TASK DETAILS — If a line in the entries below includes the string "Option", copy it out.
*** DATA TO USE Section Begins ***
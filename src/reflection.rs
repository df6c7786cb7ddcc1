//! Post-link program introspection.
//!
//! After a program links, [`Reflection::introspect`] walks its active
//! attributes, uniform blocks and uniforms once and records stable name →
//! slot tables. Uniform blocks are bound to binding point = block index, and
//! sampler uniforms are assigned texture units in the order the driver
//! reports them. The tables are owned by the [`Program`](crate::Program) and
//! never change afterwards.

use crate::{error::AttributeResolutionError, gl::GlBackend};

/// Sampler uniform types that get a texture unit at link time.
const SAMPLER_TYPES: [u32; 7] = [
    glow::SAMPLER_2D,
    glow::SAMPLER_2D_ARRAY,
    glow::SAMPLER_2D_SHADOW,
    glow::SAMPLER_2D_ARRAY_SHADOW,
    glow::SAMPLER_CUBE,
    glow::SAMPLER_CUBE_SHADOW,
    glow::SAMPLER_3D,
];

/// Base type of a shader attribute, which selects the pointer path.
#[derive(Debug, Clone, Copy, PartialEq, Eq, Hash)]
pub enum ComponentType {
    /// `float`, `vec*` and `mat*`: fed through `glVertexAttribPointer`.
    Float,
    /// `int` and `ivec*`: fed through `glVertexAttribIPointer`.
    Int,
    /// `uint` and `uvec*`: fed through `glVertexAttribIPointer`.
    UnsignedInt,
}

impl ComponentType {
    /// Whether the attribute uses the integer pointer path.
    pub fn is_integer(self) -> bool {
        !matches!(self, Self::Float)
    }
}

/// An active vertex attribute.
#[derive(Debug, Clone, PartialEq, Eq)]
pub struct AttributeInfo {
    /// Name as declared in the shader.
    pub name: String,
    /// GL type enum, e.g. `glow::FLOAT_MAT4`.
    pub gl_type: u32,
    /// First location assigned by the linker.
    pub location: u32,
}

/// An active uniform block.
#[derive(Debug, Clone, PartialEq, Eq)]
pub struct UniformBlockInfo {
    /// Block name as declared in the shader.
    pub name: String,
    /// Uniform buffer binding point the block reads from.
    pub binding: u32,
}

/// An active sampler uniform.
#[derive(Debug, Clone, PartialEq, Eq)]
pub struct SamplerInfo {
    /// Uniform name as declared in the shader.
    pub name: String,
    /// Texture unit assigned at link time.
    pub unit: u32,
}

/// An attribute name resolved to the slots it occupies.
#[derive(Debug, Clone, Copy, PartialEq, Eq)]
pub struct ResolvedAttribute {
    /// First location.
    pub location: u32,
    /// Pointer path.
    pub component_type: ComponentType,
    /// Consecutive locations consumed: the column count for matrices, else 1.
    pub location_count: u32,
}

/// Name → slot tables of a linked program.
#[derive(Debug, Clone, Default, PartialEq, Eq)]
pub struct Reflection {
    attributes: Vec<AttributeInfo>,
    uniform_blocks: Vec<UniformBlockInfo>,
    samplers: Vec<SamplerInfo>,
    outputs: Vec<String>,
}

impl Reflection {
    /// Build the tables for a freshly linked program.
    ///
    /// Leaves `program` bound as the current program.
    ///
    /// # Safety
    ///
    /// `program` must be a successfully linked program of `gl`, whose context
    /// is current.
    pub(crate) unsafe fn introspect<G: GlBackend>(
        gl: &G,
        program: G::Program,
        outputs: &[&str],
    ) -> Self {
        let mut reflection = Self {
            outputs: outputs.iter().map(|name| (*name).to_string()).collect(),
            ..Self::default()
        };

        unsafe {
            gl.use_program(Some(program));

            for index in 0..gl.get_active_attributes(program) {
                let Some(attribute) = gl.get_active_attribute(program, index) else {
                    continue;
                };
                // Built-ins such as gl_VertexID are reported without a location.
                let Some(location) = gl.get_attrib_location(program, &attribute.name) else {
                    continue;
                };
                reflection.attributes.push(AttributeInfo {
                    name: attribute.name,
                    gl_type: attribute.atype,
                    location,
                });
            }

            for index in 0..gl.get_active_uniform_blocks(program) {
                let name = gl.get_active_uniform_block_name(program, index);
                gl.uniform_block_binding(program, index, index);
                reflection.uniform_blocks.push(UniformBlockInfo {
                    name,
                    binding: index,
                });
            }

            let mut next_unit: i32 = 0;
            for index in 0..gl.get_active_uniforms(program) {
                let Some(uniform) = gl.get_active_uniform(program, index) else {
                    continue;
                };
                if !SAMPLER_TYPES.contains(&uniform.utype) {
                    continue;
                }
                match gl.get_uniform_location(program, &uniform.name) {
                    Some(location) => gl.uniform_1_i32(Some(&location), next_unit),
                    None => log::warn!("sampler uniform {} has no location", uniform.name),
                }
                reflection.samplers.push(SamplerInfo {
                    name: uniform.name,
                    unit: next_unit.unsigned_abs(),
                });
                next_unit += 1;
            }
        }

        reflection
    }

    /// Active attributes in introspection order.
    pub fn attributes(&self) -> &[AttributeInfo] {
        &self.attributes
    }

    /// Active uniform blocks in introspection order.
    pub fn uniform_blocks(&self) -> &[UniformBlockInfo] {
        &self.uniform_blocks
    }

    /// Active sampler uniforms in unit order.
    pub fn samplers(&self) -> &[SamplerInfo] {
        &self.samplers
    }

    /// Varyings captured by transform feedback, in capture order.
    pub fn outputs(&self) -> &[String] {
        &self.outputs
    }

    /// Look up an attribute by name.
    pub fn attribute(&self, name: &str) -> Option<&AttributeInfo> {
        self.attributes.iter().find(|attribute| attribute.name == name)
    }

    /// Binding point of a uniform block.
    pub fn uniform_block_binding(&self, name: &str) -> Option<u32> {
        self.uniform_blocks
            .iter()
            .find(|block| block.name == name)
            .map(|block| block.binding)
    }

    /// Texture unit of a sampler uniform.
    pub fn sampler_unit(&self, name: &str) -> Option<u32> {
        self.samplers
            .iter()
            .find(|sampler| sampler.name == name)
            .map(|sampler| sampler.unit)
    }

    /// Resolve an attribute name to its location, pointer path and the
    /// number of locations it consumes.
    ///
    /// # Errors
    ///
    /// Fails if the name is not an active attribute or its type cannot be fed
    /// from a vertex buffer (e.g. `bool`).
    pub fn resolve_attribute(&self, name: &str) -> Result<ResolvedAttribute, AttributeResolutionError> {
        let attribute = self
            .attribute(name)
            .ok_or_else(|| AttributeResolutionError::Unknown(name.to_string()))?;
        let (component_type, location_count) = attribute_shape(attribute.gl_type).ok_or_else(
            || AttributeResolutionError::UnsupportedType {
                name: name.to_string(),
                gl_type: attribute.gl_type,
            },
        )?;
        Ok(ResolvedAttribute {
            location: attribute.location,
            component_type,
            location_count,
        })
    }
}

/// Component type and location count of a GL attribute type.
///
/// Matrices take one location per column: `matCxR` consumes `C` locations.
pub fn attribute_shape(gl_type: u32) -> Option<(ComponentType, u32)> {
    let shape = match gl_type {
        glow::FLOAT | glow::FLOAT_VEC2 | glow::FLOAT_VEC3 | glow::FLOAT_VEC4 => {
            (ComponentType::Float, 1)
        }
        glow::FLOAT_MAT2 | glow::FLOAT_MAT2x3 | glow::FLOAT_MAT2x4 => (ComponentType::Float, 2),
        glow::FLOAT_MAT3 | glow::FLOAT_MAT3x2 | glow::FLOAT_MAT3x4 => (ComponentType::Float, 3),
        glow::FLOAT_MAT4 | glow::FLOAT_MAT4x2 | glow::FLOAT_MAT4x3 => (ComponentType::Float, 4),
        glow::INT | glow::INT_VEC2 | glow::INT_VEC3 | glow::INT_VEC4 => (ComponentType::Int, 1),
        glow::UNSIGNED_INT
        | glow::UNSIGNED_INT_VEC2
        | glow::UNSIGNED_INT_VEC3
        | glow::UNSIGNED_INT_VEC4 => (ComponentType::UnsignedInt, 1),
        _ => return None,
    };
    Some(shape)
}
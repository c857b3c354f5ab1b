//! # Class Graph
//!
//! Relationship graphs over introspected source types, the input for
//! class-relationship diagrams.
//!
//! ## Features
//!
//! - **Relation inference** - a type encapsulates another when one of its
//!   fields (or a field's generic type argument) names it
//! - **Name lookup** - every type with a given simple name, across packages
//! - **Neighborhoods** - bounded-depth, cycle-safe sub-models around a type
//! - **Type filters** - restrict the model to annotated types
//!
//! ## Architecture
//!
//! ```text
//! Type[] (from an introspector)
//!     │
//!     ├──> Model Builder
//!     │      ├─ Apply type filters
//!     │      ├─ Match field types / type arguments against type names
//!     │      └─ Emit one Encapsulates edge per (from, to)
//!     │
//!     ├──> Model (petgraph)
//!     │      ├─ Nodes: shared Type descriptors
//!     │      └─ Edges: RelationType
//!     │
//!     └──> Neighborhood
//!            ├─ Breadth-first, both directions, up to depth
//!            └─ New Model with the reached types and their relations
//! ```
//!
//! ## Example
//!
//! ```rust
//! use class_graph::{Field, ModelBuilder, Type};
//!
//! let types = vec![
//!     Type::new("User", "app").field(Field::new("address", "Address")),
//!     Type::new("Address", "app").field(Field::new("city", "String")),
//! ];
//!
//! let model = ModelBuilder::new().build(types);
//! assert_eq!(model.relation_count(), 1);
//!
//! let focused = model.focus("Address", 1).unwrap();
//! assert_eq!(focused.type_count(), 2);
//! ```

mod builder;
mod config;
mod error;
mod filter;
mod graph;
mod model;
mod types;

pub use builder::ModelBuilder;
pub use config::{InferenceConfig, MatchMode};
pub use error::{GraphError, Result};
pub use filter::TypeFilter;
pub use model::{Model, RelationType, TypeId, TypeRelation};
pub use types::{Annotation, Field, Method, Parameter, Type, TypeKind, Visibility};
*** DATA TO USE Section Ends ***
SOLVED EXERCISE —
    pub fn attribute(&self, name: &str) -> Option<&AttributeInfo> {
    pub fn uniform_block_binding(&self, name: &str) -> Option<u32> {
    pub fn sampler_unit(&self, name: &str) -> Option<u32> {
pub fn attribute_shape(gl_type: u32) -> Option<(ComponentType, u32)> {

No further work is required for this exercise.